James Jones sees this peer pressure as a critical feature differentiating World War II from the wars that followed: “The only real difference, the main difference, between World War II and later wars was the greater overall social commitment and, therefore, the greater social stigma attached to refusing to go.”51 Jones is no doubt correct in a relative sense, but young men in those later wars continued to serve in part because they feared the condemnation that would ensue if they refused to do so. At least until the later stages of the Korean and Vietnam conflicts, when public opinion had turned against those wars, young men who dodged the draft or deserted from the service could not expect the blessings or the support of their communities.52

Vietnam veterans confirm that fear of censure by friends and community was often an important factor in convincing them to comply with their greetings from Uncle Sam. Tim O’Brien was one such draftee who ultimately decided, because of social pressure, to fight in a war he believed was wrong: “Here we are. Mama has been kissed goodbye, we’ve grabbed our rifles, we’re ready for war. All this not because of conviction, not for ideology; rather it’s from fear of society’s censure.”53 Or, to put the problem into sharper perspective, as one of Christian Appy’s interviewees did: “Suppose I had found a way out. How could I face my friends who were drafted or joining up? And how would I feel walking around town, seeing their parents, and knowing that they were over in Nam getting shot at while I’m home partying? I’d feel like a chickenshit.”54

Another aspect of coercive volunteerism that persuaded the reluctant to serve was the threat of punishment. Draft evading or desertion could mean jail or exile, in addition to social censure.
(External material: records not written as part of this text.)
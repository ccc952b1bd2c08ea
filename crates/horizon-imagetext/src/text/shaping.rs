//! Text shaping: converting text into a run of glyph and emoji entries.
//!
//! Shaping is per character. Each character resolves to a glyph through the
//! font's fallback chain; characters no face maps become the missing-glyph
//! marker of the primary face. When emoji drawing is enabled, resolved emoji
//! spans replace their characters with a single emoji entry.
//!
//! # Example
//!
//! ```no_run
//! use horizon_imagetext::text::{Font, Shaper};
//!
//! let font = Font::from_files("fonts/DejaVuSans.ttf", &[] as &[&str])?;
//! let run = Shaper::new(&font, 24.0).shape("Hello")?;
//! assert_eq!(run.len(), 5);
//! println!("width: {}", run.width());
//! # Ok::<(), horizon_imagetext::TextError>(())
//! ```

use std::ops::Range;

use tracing::trace;
use unicode_segmentation::UnicodeSegmentation;

use super::emoji::{EmojiImage, EmojiOptions, EmojiRegistry, scan_emojis};
use super::font::{Font, ParsedFont};
use crate::error::{TextResult, ensure_positive};

/// How an entry participates in line breaking.
#[derive(Debug, Clone, Copy, PartialEq, Eq, Hash)]
pub enum BreakClass {
    /// Part of a word.
    Normal,
    /// A soft break opportunity; dropped at line ends.
    Whitespace,
    /// An explicit line break.
    Newline,
}

/// What an entry draws.
#[derive(Debug, Clone)]
pub enum EntryKind {
    /// A glyph from one face of the font.
    Glyph {
        /// Index of the face in the font's chain (0 = primary).
        face: usize,
        glyph_id: u16,
        /// False for the missing-glyph marker.
        found: bool,
    },
    /// An emoji image drawn as a `size_px` square.
    Emoji { image: EmojiImage, size_px: u32 },
    /// An explicit line break; draws nothing.
    LineBreak,
}

/// One entry of a [`GlyphRun`].
#[derive(Debug, Clone)]
pub struct RunEntry {
    pub kind: EntryKind,
    /// Horizontal advance in pixels.
    pub advance: f32,
    /// Pair kerning against the previous entry, in pixels. Applied before
    /// this entry only when the previous entry is on the same line.
    pub kerning: f32,
    /// Byte range of the source text this entry covers.
    pub cluster: Range<usize>,
    pub class: BreakClass,
    /// True if this entry starts a grapheme cluster. Character wrapping only
    /// breaks before such entries.
    pub grapheme_start: bool,
}

impl RunEntry {
    /// Check if this is an emoji entry.
    pub fn is_emoji(&self) -> bool {
        matches!(self.kind, EntryKind::Emoji { .. })
    }
}

/// The shaped form of a string.
#[derive(Debug, Clone)]
pub struct GlyphRun {
    entries: Vec<RunEntry>,
    size: f32,
}

impl GlyphRun {
    /// The entries, in text order.
    pub fn entries(&self) -> &[RunEntry] {
        &self.entries
    }

    /// The font size the run was shaped at.
    pub fn size(&self) -> f32 {
        self.size
    }

    /// Total advance of all entries, kerning included.
    pub fn width(&self) -> f32 {
        self.entries.iter().map(|e| e.kerning + e.advance).sum()
    }

    pub fn len(&self) -> usize {
        self.entries.len()
    }

    pub fn is_empty(&self) -> bool {
        self.entries.is_empty()
    }

    /// Number of emoji entries.
    pub fn emoji_count(&self) -> usize {
        self.entries.iter().filter(|e| e.is_emoji()).count()
    }
}

/// Shapes text with a font at a fixed size, optionally resolving emoji.
#[derive(Debug, Clone)]
pub struct Shaper<'a> {
    font: &'a Font,
    size: f32,
    emoji: Option<(&'a EmojiRegistry, EmojiOptions)>,
}

impl<'a> Shaper<'a> {
    /// Create a shaper that draws every character as a glyph.
    pub fn new(font: &'a Font, size: f32) -> Self {
        Self {
            font,
            size,
            emoji: None,
        }
    }

    /// Resolve emoji spans against `registry`.
    pub fn with_emojis(mut self, registry: &'a EmojiRegistry, options: EmojiOptions) -> Self {
        self.emoji = Some((registry, options));
        self
    }

    /// Shape `text` into a glyph run.
    ///
    /// Fails only for an invalid size or emoji scale, or a font whose bytes
    /// no longer parse. Unmapped characters and unresolved emoji never fail.
    pub fn shape(&self, text: &str) -> TextResult<GlyphRun> {
        let size = ensure_positive("font size", self.size)?;
        let parsed = ParsedFont::parse(self.font)?;

        let spans = match &self.emoji {
            Some((registry, options)) => {
                options.validate()?;
                scan_emojis(text, options, registry)
            }
            None => Vec::new(),
        };
        let emoji_scale = self.emoji.map_or(1.0, |(_, options)| options.scale);

        let mut entries: Vec<RunEntry> = Vec::with_capacity(text.len());
        let mut spans = spans.into_iter().peekable();
        let mut graphemes = text.grapheme_indices(true).map(|(i, _)| i).peekable();
        let mut prev_glyph: Option<(usize, u16)> = None;
        let mut pos = 0;

        while let Some(ch) = text[pos..].chars().next() {
            while graphemes.next_if(|&start| start < pos).is_some() {}
            let grapheme_start = graphemes.peek() == Some(&pos);

            if let Some(span) = spans.next_if(|span| span.range.start == pos) {
                let advance = size * emoji_scale;
                entries.push(RunEntry {
                    kind: EntryKind::Emoji {
                        image: span.image.clone(),
                        size_px: advance.round() as u32,
                    },
                    advance,
                    kerning: 0.0,
                    cluster: span.range.clone(),
                    class: BreakClass::Normal,
                    grapheme_start: true,
                });
                prev_glyph = None;
                pos = span.range.end;
                continue;
            }

            if ch == '\n' || ch == '\r' {
                let mut end = pos + 1;
                if ch == '\r' && text[end..].starts_with('\n') {
                    end += 1;
                }
                entries.push(RunEntry {
                    kind: EntryKind::LineBreak,
                    advance: 0.0,
                    kerning: 0.0,
                    cluster: pos..end,
                    class: BreakClass::Newline,
                    grapheme_start: true,
                });
                prev_glyph = None;
                pos = end;
                continue;
            }

            let whitespace = ch.is_whitespace();
            let mut lookup = parsed.lookup(ch);
            if whitespace && !lookup.found {
                lookup = parsed.lookup(' ');
            }
            let advance = parsed.advance(lookup.face, lookup.glyph, size);

            let kerning = match prev_glyph {
                Some((face, left)) if face == lookup.face => {
                    parsed.kerning(face, left, lookup.glyph, size)
                }
                _ => 0.0,
            };

            let end = pos + ch.len_utf8();
            entries.push(RunEntry {
                kind: EntryKind::Glyph {
                    face: lookup.face,
                    glyph_id: lookup.glyph,
                    found: lookup.found,
                },
                advance,
                kerning,
                cluster: pos..end,
                class: if whitespace {
                    BreakClass::Whitespace
                } else {
                    BreakClass::Normal
                },
                grapheme_start,
            });
            prev_glyph = Some((lookup.face, lookup.glyph));
            pos = end;
        }

        let run = GlyphRun { entries, size };
        trace!(
            bytes = text.len(),
            entries = run.len(),
            emojis = run.emoji_count(),
            width = run.width(),
            "shaped text"
        );
        Ok(run)
    }
}

#[cfg(test)]
mod tests {
    use super::*;
    use crate::text::emoji::EmojiSource;
    use crate::text::font::FontFace;
    use image::{Rgba, RgbaImage};

    const SANS: &[u8] = include_bytes!("../../tests/fonts/DejaVuSans.ttf");
    const MONO: &[u8] = include_bytes!("../../tests/fonts/DejaVuSansMono.ttf");

    fn sans() -> Font {
        Font::new(FontFace::from_data(SANS.to_vec(), 0).unwrap())
    }

    fn emojis() -> EmojiRegistry {
        let mut registry = EmojiRegistry::new();
        let image = RgbaImage::from_pixel(4, 4, Rgba([255, 200, 0, 255]));
        registry.insert(EmojiSource::Twitter, "\u{1F604}", image);
        registry
    }

    #[test]
    fn test_shape_plain_text() {
        let font = sans();
        let run = Shaper::new(&font, 20.0).shape("Hi you").unwrap();
        assert_eq!(run.len(), 6);
        assert_eq!(run.emoji_count(), 0);
        assert_eq!(run.entries()[2].class, BreakClass::Whitespace);
        assert_eq!(run.entries()[3].cluster, 3..4);
        assert!(run.width() > 0.0);
    }

    #[test]
    fn test_shape_rejects_bad_size() {
        let font = sans();
        for size in [0.0, -3.0, f32::NAN] {
            let err = Shaper::new(&font, size).shape("x").unwrap_err();
            assert!(err.is_configuration());
        }
    }

    #[test]
    fn test_shape_newlines() {
        let font = sans();
        let run = Shaper::new(&font, 12.0).shape("a\r\nb\nc").unwrap();
        let classes: Vec<BreakClass> = run.entries().iter().map(|e| e.class).collect();
        assert_eq!(
            classes,
            vec![
                BreakClass::Normal,
                BreakClass::Newline,
                BreakClass::Normal,
                BreakClass::Newline,
                BreakClass::Normal,
            ]
        );
        assert_eq!(run.entries()[1].cluster, 1..3);
        assert_eq!(run.entries()[1].advance, 0.0);
    }

    #[test]
    fn test_shape_applies_kerning() {
        let font = sans();
        let shaper = Shaper::new(&font, 100.0);
        let a = shaper.shape("A").unwrap().width();
        let v = shaper.shape("V").unwrap().width();
        let av = shaper.shape("AV").unwrap();
        assert!(av.width() < a + v);
        assert_eq!(av.entries()[0].kerning, 0.0);
        assert!(av.entries()[1].kerning < 0.0);
        assert_eq!(av.entries()[0].advance, a);
    }

    #[test]
    fn test_shape_missing_glyph_never_fails() {
        let font = Font::with_fallbacks(
            FontFace::from_data(MONO.to_vec(), 0).unwrap(),
            [FontFace::from_data(SANS.to_vec(), 0).unwrap()],
        );
        let run = Shaper::new(&font, 16.0).shape("\u{E000}\u{01C4}").unwrap();
        match run.entries()[0].kind {
            EntryKind::Glyph { face, glyph_id, found } => {
                assert_eq!((face, glyph_id, found), (0, 0, false));
            }
            ref other => panic!("unexpected entry {other:?}"),
        }
        assert!(matches!(
            run.entries()[1].kind,
            EntryKind::Glyph { face: 1, found: true, .. }
        ));
        assert!(run.entries()[0].advance > 0.0);
    }

    #[test]
    fn test_grapheme_starts() {
        let font = sans();
        let run = Shaper::new(&font, 12.0).shape("e\u{301}x").unwrap();
        let starts: Vec<bool> = run.entries().iter().map(|e| e.grapheme_start).collect();
        assert_eq!(starts, vec![true, false, true]);
    }

    #[test]
    fn test_unmapped_whitespace_uses_space() {
        let font = sans();
        let shaper = Shaper::new(&font, 20.0);
        let tab = shaper.shape("\t").unwrap();
        let space = shaper.shape(" ").unwrap();
        assert!(matches!(
            tab.entries()[0].kind,
            EntryKind::Glyph { found: true, .. }
        ));
        assert_eq!(tab.width(), space.width());
    }

    #[test]
    fn test_shape_shortcode_emoji() {
        let font = sans();
        let registry = emojis();
        let shaper = Shaper::new(&font, 20.0).with_emojis(&registry, EmojiOptions::default());

        let run = shaper.shape("Hi :smile:").unwrap();
        assert_eq!(run.len(), 4);
        assert_eq!(run.emoji_count(), 1);
        let emoji = &run.entries()[3];
        assert_eq!(emoji.cluster, 3..10);
        assert_eq!(emoji.advance, 20.0);
        assert!(matches!(emoji.kind, EntryKind::Emoji { size_px: 20, .. }));

        let literal = shaper.shape("Hi :nope_not_real:").unwrap();
        assert_eq!(literal.len(), "Hi :nope_not_real:".len());
        assert_eq!(literal.emoji_count(), 0);
    }

    #[test]
    fn test_emoji_scale() {
        let font = sans();
        let registry = emojis();
        let options = EmojiOptions::default().scale(1.5);
        let run = Shaper::new(&font, 20.0)
            .with_emojis(&registry, options)
            .shape("\u{1F604}")
            .unwrap();
        assert_eq!(run.width(), 30.0);

        let err = Shaper::new(&font, 20.0)
            .with_emojis(&registry, options.scale(-1.0))
            .shape("x")
            .unwrap_err();
        assert!(err.is_configuration());
    }

    #[test]
    fn test_unresolved_native_emoji_is_literal() {
        let font = sans();
        let registry = EmojiRegistry::new();
        let run = Shaper::new(&font, 20.0)
            .with_emojis(&registry, EmojiOptions::default())
            .shape("\u{1F680}")
            .unwrap();
        assert_eq!(run.len(), 1);
        assert!(!run.entries()[0].is_emoji());
    }
}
Often, as in the case of Korean War private Rudolph W. Stephens, a mix of social pressure and fear of punishment convinced a wavering draftee to serve: “Inside I wanted to run away, assume a strange name, and get lost in this big country of ours, but there was no way I could do such a thing when other boys were leaving to do the part they were called to do. Besides, the military would be looking for me for a long time to come, and I wasn’t raised to be a coward. I also didn’t want to take the chance of going to Fort Leavenworth, Kansas, to spend time behind bars.”55

In all the wars of the draft era, some men failed to register for the draft or evaded induction when called up, despite the potential punishments.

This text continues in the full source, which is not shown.